* _TASK DIRECTIONS_
Count the lines of the data that have the word "font", then report the number without anything else.

* _DATA PROVIDED_
===============

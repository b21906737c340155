use crate::{
    router::{paths, use_navigator},
    state::auth::use_auth,
};
use leptos::*;
use log::debug;

#[component]
pub fn RequireAuth(children: ChildrenFn) -> impl IntoView {
    let auth = use_auth();
    let navigator = use_navigator();
    let is_logged = auth.is_logged;
    create_effect(move |_| {
        if let Some(target) = auth_redirect(is_logged.get()) {
            debug!("anonymous visitor sent to {}", target);
            navigator.navigate(target);
        }
    });
    view! {
        <Show when=move || is_logged.get() fallback=|| ()>
            {children()}
        </Show>
    }
}

/// Login and registration are for anonymous visitors only.
#[component]
pub fn RequireGuest(children: ChildrenFn) -> impl IntoView {
    let auth = use_auth();
    let navigator = use_navigator();
    let is_logged = auth.is_logged;
    create_effect(move |_| {
        if let Some(target) = guest_redirect(is_logged.get()) {
            debug!("logged-in user sent to {}", target);
            navigator.navigate(target);
        }
    });
    view! {
        <Show when=move || !is_logged.get() fallback=|| ()>
            {children()}
        </Show>
    }
}

fn auth_redirect(is_logged: bool) -> Option<&'static str> {
    (!is_logged).then_some(paths::LOGIN)
}

fn guest_redirect(is_logged: bool) -> Option<&'static str> {
    is_logged.then_some(paths::SESSIONS)
}

#[cfg(test)]
mod tests {
    use super::{auth_redirect, guest_redirect};

    #[test]
    fn anonymous_visitors_are_sent_to_login() {
        assert_eq!(auth_redirect(false), Some("/login"));
        assert_eq!(auth_redirect(true), None);
    }

    #[test]
    fn logged_in_users_skip_guest_pages() {
        assert_eq!(guest_redirect(true), Some("/sessions"));
        assert_eq!(guest_redirect(false), None);
    }
}
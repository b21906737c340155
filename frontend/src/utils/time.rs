use chrono::{DateTime, NaiveDate, NaiveDateTime};
use serde::{de::Error as _, Deserialize, Deserializer};

/// Raw temporal value as the backend may send it: text or epoch milliseconds.
#[derive(Deserialize)]
#[serde(untagged)]
enum RawTime {
    Text(String),
    Millis(i64),
}

const NAIVE_FORMATS: &[&str] = &["%Y-%m-%dT%H:%M:%S%.f", "%Y-%m-%d %H:%M:%S%.f"];

/// Parses RFC 3339, naive ISO datetimes and bare dates, keeping the wall clock as written.
pub fn parse_timestamp(raw: &str) -> Option<NaiveDateTime> {
    let raw = raw.trim();
    if let Ok(parsed) = DateTime::parse_from_rfc3339(raw) {
        return Some(parsed.naive_local());
    }
    for format in NAIVE_FORMATS {
        if let Ok(parsed) = NaiveDateTime::parse_from_str(raw, format) {
            return Some(parsed);
        }
    }
    NaiveDate::parse_from_str(raw, "%Y-%m-%d")
        .ok()
        .and_then(|date| date.and_hms_opt(0, 0, 0))
}

pub fn parse_date(raw: &str) -> Option<NaiveDate> {
    NaiveDate::parse_from_str(raw.trim(), "%Y-%m-%d")
        .ok()
        .or_else(|| parse_timestamp(raw).map(|ts| ts.date()))
}

fn millis_to_timestamp(millis: i64) -> Option<NaiveDateTime> {
    DateTime::<chrono::Utc>::from_timestamp_millis(millis).map(|dt| dt.naive_utc())
}

pub fn deserialize_date<'de, D>(deserializer: D) -> Result<NaiveDate, D::Error>
where
    D: Deserializer<'de>,
{
    match RawTime::deserialize(deserializer)? {
        RawTime::Text(raw) => {
            parse_date(&raw).ok_or_else(|| D::Error::custom(format!("invalid date: {}", raw)))
        }
        RawTime::Millis(millis) => millis_to_timestamp(millis)
            .map(|ts| ts.date())
            .ok_or_else(|| D::Error::custom(format!("invalid epoch millis: {}", millis))),
    }
}

/// Missing, null or unparsable timestamps become `None`.
pub fn deserialize_optional_timestamp<'de, D>(
    deserializer: D,
) -> Result<Option<NaiveDateTime>, D::Error>
where
    D: Deserializer<'de>,
{
    let raw = Option::<RawTime>::deserialize(deserializer).unwrap_or(None);
    Ok(match raw {
        Some(RawTime::Text(text)) => parse_timestamp(&text),
        Some(RawTime::Millis(millis)) => millis_to_timestamp(millis),
        None => None,
    })
}

/// `July 27, 2025`
pub fn format_long_date(date: NaiveDate) -> String {
    date.format("%B %-d, %Y").to_string()
}

pub fn format_long_timestamp(timestamp: Option<NaiveDateTime>) -> String {
    timestamp
        .map(|ts| format_long_date(ts.date()))
        .unwrap_or_default()
}
use crate::{
    components::common::{Button, ButtonVariant},
    router::{paths, use_navigator},
    state::auth::{logout, use_auth},
};
use leptos::*;

const NAV_LINK: &str =
    "text-fg-muted hover:text-fg px-3 py-2 rounded-md text-sm font-medium hover:bg-action-ghost-bg-hover";

#[component]
pub fn Header() -> impl IntoView {
    let auth = use_auth();
    let navigator = use_navigator();
    let is_logged = auth.is_logged;
    let store = auth.store.clone();
    let on_logout = Callback::new(move |_: ev::MouseEvent| logout(&store, &navigator));

    view! {
        <header class="bg-surface-elevated shadow-sm border-b border-border">
            <div class="max-w-7xl mx-auto px-4 sm:px-6 lg:px-8">
                <div class="flex justify-between items-center h-16">
                    <h1 class="text-xl font-semibold text-fg">"Yoga app"</h1>
                    <nav class="flex space-x-4">
                        <Show
                            when=move || is_logged.get()
                            fallback=move || view! {
                                <a href=paths::LOGIN class=NAV_LINK>"Login"</a>
                                <a href=paths::REGISTER class=NAV_LINK>"Register"</a>
                            }
                        >
                            <a href=paths::SESSIONS class=NAV_LINK>"Sessions"</a>
                            <a href=paths::ME class=NAV_LINK>"Account"</a>
                            <Button variant=ButtonVariant::Basic test_id="logout-button" on_click=on_logout>
                                "Logout"
                            </Button>
                        </Show>
                    </nav>
                </div>
            </div>
        </header>
    }
}

#[component]
pub fn Layout(children: Children) -> impl IntoView {
    view! {
        <div class="min-h-screen bg-surface">
            <Header/>
            <main class="max-w-7xl mx-auto py-6 sm:px-6 lg:px-8">
                {children()}
            </main>
        </div>
    }
}

#[component]
pub fn LoadingSpinner() -> impl IntoView {
    view! {
        <div class="flex justify-center items-center p-8">
            <div class="animate-spin rounded-full h-8 w-8 border-b-2 border-action-primary-bg"></div>
        </div>
    }
}
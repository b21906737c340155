pub mod auth;
pub mod snackbar;
pub mod view;
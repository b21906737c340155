#[cfg(target_arch = "wasm32")]
fn main() {
    yoga_frontend::start();
}

#[cfg(not(target_arch = "wasm32"))]
fn main() {
    eprintln!(
        "yoga-frontend runs in the browser; build it for wasm32 (e.g. `trunk serve`) and point it at {}",
        yoga_frontend::config::DEFAULT_API_BASE_URL
    );
}
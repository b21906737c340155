use super::{
    utils::{FormMode, SessionFormState, DESCRIPTION_MAX},
    view_model::{use_session_form_view_model, SessionFormViewModel},
};
use crate::{
    api::Id,
    components::{
        common::{Button, ButtonVariant},
        error::{FieldErrors, InlineErrorMessage},
        layout::LoadingSpinner,
    },
    router::use_navigator,
    state::view::ViewState,
};
use leptos::{ev::SubmitEvent, *};

#[component]
pub fn SessionFormPanel(mode: FormMode) -> impl IntoView {
    let vm = use_session_form_view_model(mode);
    if !vm.state.get_untracked().is_redirected() {
        let vm = vm.clone();
        spawn_local(async move { vm.load().await });
    }
    view! { <SessionFormView vm=vm /> }
}

#[component]
pub fn SessionFormView(vm: SessionFormViewModel) -> impl IntoView {
    let title = vm.mode.title();
    let form = vm.form;
    let teachers = vm.teachers;
    let state = vm.state;
    let pending = vm.pending;
    let error = vm.error;
    let navigator = use_navigator();

    let touched = create_rw_signal(false);
    let errors = Signal::derive(move || {
        if touched.get() {
            form.with(SessionFormState::validate)
        } else {
            Vec::new()
        }
    });
    let edit = move |apply: fn(&mut SessionFormState, String)| {
        move |ev: ev::Event| {
            touched.set(true);
            let value = event_target_value(&ev);
            form.update(|f| apply(f, value));
        }
    };
    let can_submit = {
        let vm = vm.clone();
        Signal::derive(move || vm.can_submit())
    };
    let on_submit = {
        let vm = vm.clone();
        move |ev: SubmitEvent| {
            ev.prevent_default();
            let vm = vm.clone();
            spawn_local(async move { vm.submit().await });
        }
    };
    let on_back = Callback::new(move |_: ev::MouseEvent| navigator.back());

    let fields = move || {
        view! {
            <form class="space-y-4" on:submit=on_submit.clone()>
                <div>
                    <label for="name" class="block text-sm font-medium text-fg">"Name"</label>
                    <input
                        id="name"
                        type="text"
                        required
                        data-testid="name-input"
                        class="block w-full px-3 py-2 border border-border rounded-md"
                        prop:value=move || form.with(|f| f.name.clone())
                        on:input=edit(|f, v| f.name = v)
                    />
                </div>
                <div>
                    <label for="date" class="block text-sm font-medium text-fg">"Date"</label>
                    <input
                        id="date"
                        type="date"
                        required
                        data-testid="date-input"
                        class="block w-full px-3 py-2 border border-border rounded-md"
                        prop:value=move || form.with(|f| f.date.clone())
                        on:input=edit(|f, v| f.date = v)
                    />
                </div>
                <div>
                    <label for="teacher" class="block text-sm font-medium text-fg">"Teacher"</label>
                    <select
                        id="teacher"
                        required
                        data-testid="teacher-select"
                        class="block w-full px-3 py-2 border border-border rounded-md"
                        on:change=edit(|f, v| f.teacher_id = v.parse::<Id>().ok())
                    >
                        <option value="" selected=move || form.with(|f| f.teacher_id.is_none())>
                            "Select a teacher"
                        </option>
                        {move || {
                            teachers
                                .get()
                                .into_iter()
                                .map(|teacher| {
                                    let id = teacher.id;
                                    view! {
                                        <option
                                            value=id.to_string()
                                            selected=move || form.with(|f| f.teacher_id == Some(id))
                                        >
                                            {teacher.display_name()}
                                        </option>
                                    }
                                })
                                .collect_view()
                        }}
                    </select>
                </div>
                <div>
                    <label for="description" class="block text-sm font-medium text-fg">"Description"</label>
                    <textarea
                        id="description"
                        required
                        maxlength=DESCRIPTION_MAX.to_string()
                        data-testid="description-input"
                        class="block w-full px-3 py-2 border border-border rounded-md"
                        prop:value=move || form.with(|f| f.description.clone())
                        on:input=edit(|f, v| f.description = v)
                    ></textarea>
                </div>

                <FieldErrors errors=errors />
                <Button
                    submit=true
                    test_id="save-button"
                    disabled=Signal::derive(move || !can_submit.get())
                    loading=pending
                >
                    "Save"
                </Button>
            </form>
        }
    };

    view! {
        <section class="space-y-6 max-w-2xl">
            <div class="flex items-center gap-2">
                <Button variant=ButtonVariant::Basic on_click=on_back>"Back"</Button>
                <h2 class="text-2xl font-bold text-fg">{title}</h2>
            </div>
            {move || match state.get() {
                ViewState::Loading => view! { <LoadingSpinner /> }.into_view(),
                ViewState::Ready(()) => fields().into_view(),
                ViewState::Redirected(_) | ViewState::Failed(_) => ().into_view(),
            }}
            <InlineErrorMessage error=error.into() />
        </section>
    }
}

#[cfg(all(test, not(target_arch = "wasm32")))]
mod host_tests {
    use super::*;
    use crate::api::{ApiClient, Teacher};
    use crate::pages::sessions::repository::SessionsRepository;
    use crate::router::Navigator;
    use crate::state::{auth::AuthStore, snackbar::SnackBar};
    use crate::test_support::helpers::{identity, teacher_json};
    use crate::test_support::ssr::render_to_string;
    use std::rc::Rc;

    fn render(mode: FormMode, admin: bool, ready: bool) -> String {
        render_to_string(move || {
            let store = AuthStore::new();
            store.log_in(identity(admin));
            let navigator = Navigator::recording().0;
            provide_context(navigator.clone());
            let vm = SessionFormViewModel::new(
                mode,
                SessionsRepository::new_with_client(Rc::new(ApiClient::new())),
                &store,
                navigator,
                SnackBar::new(),
            );
            if ready && !vm.state.get_untracked().is_redirected() {
                let teacher: Teacher = serde_json::from_value(teacher_json(1)).unwrap();
                vm.teachers.set(vec![teacher]);
                vm.state.set(ViewState::Ready(()));
            }
            view! { <SessionFormView vm=vm /> }
        })
    }

    #[test]
    fn create_form_renders_every_input() {
        let html = render(FormMode::Create, true, true);
        assert!(html.contains("Create session"));
        for id in ["name-input", "date-input", "description-input", "save-button"] {
            assert!(html.contains(&format!("data-testid=\"{}\"", id)), "missing {}", id);
        }
        assert!(html.contains("John DOE"));
    }

    #[test]
    fn update_form_uses_update_title() {
        let html = render(FormMode::Update(Id::new(1)), true, true);
        assert!(html.contains("Update session"));
    }

    #[test]
    fn non_admin_never_sees_the_form() {
        let html = render(FormMode::Create, false, true);
        assert!(!html.contains("data-testid=\"name-input\""));
        assert!(!html.contains("data-testid=\"save-button\""));
    }
}
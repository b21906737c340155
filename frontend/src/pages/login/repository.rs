use crate::api::{ApiClient, ApiError, LoginRequest, SessionIdentity};
use std::rc::Rc;

#[derive(Clone)]
pub struct LoginRepository {
    client: Rc<ApiClient>,
}

impl LoginRepository {
    pub fn new_with_client(client: Rc<ApiClient>) -> Self {
        Self { client }
    }

    pub async fn login(&self, request: LoginRequest) -> Result<SessionIdentity, ApiError> {
        self.client.login(&request).await
    }
}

===============

* _RESULT OF THIS EXERCISE_
7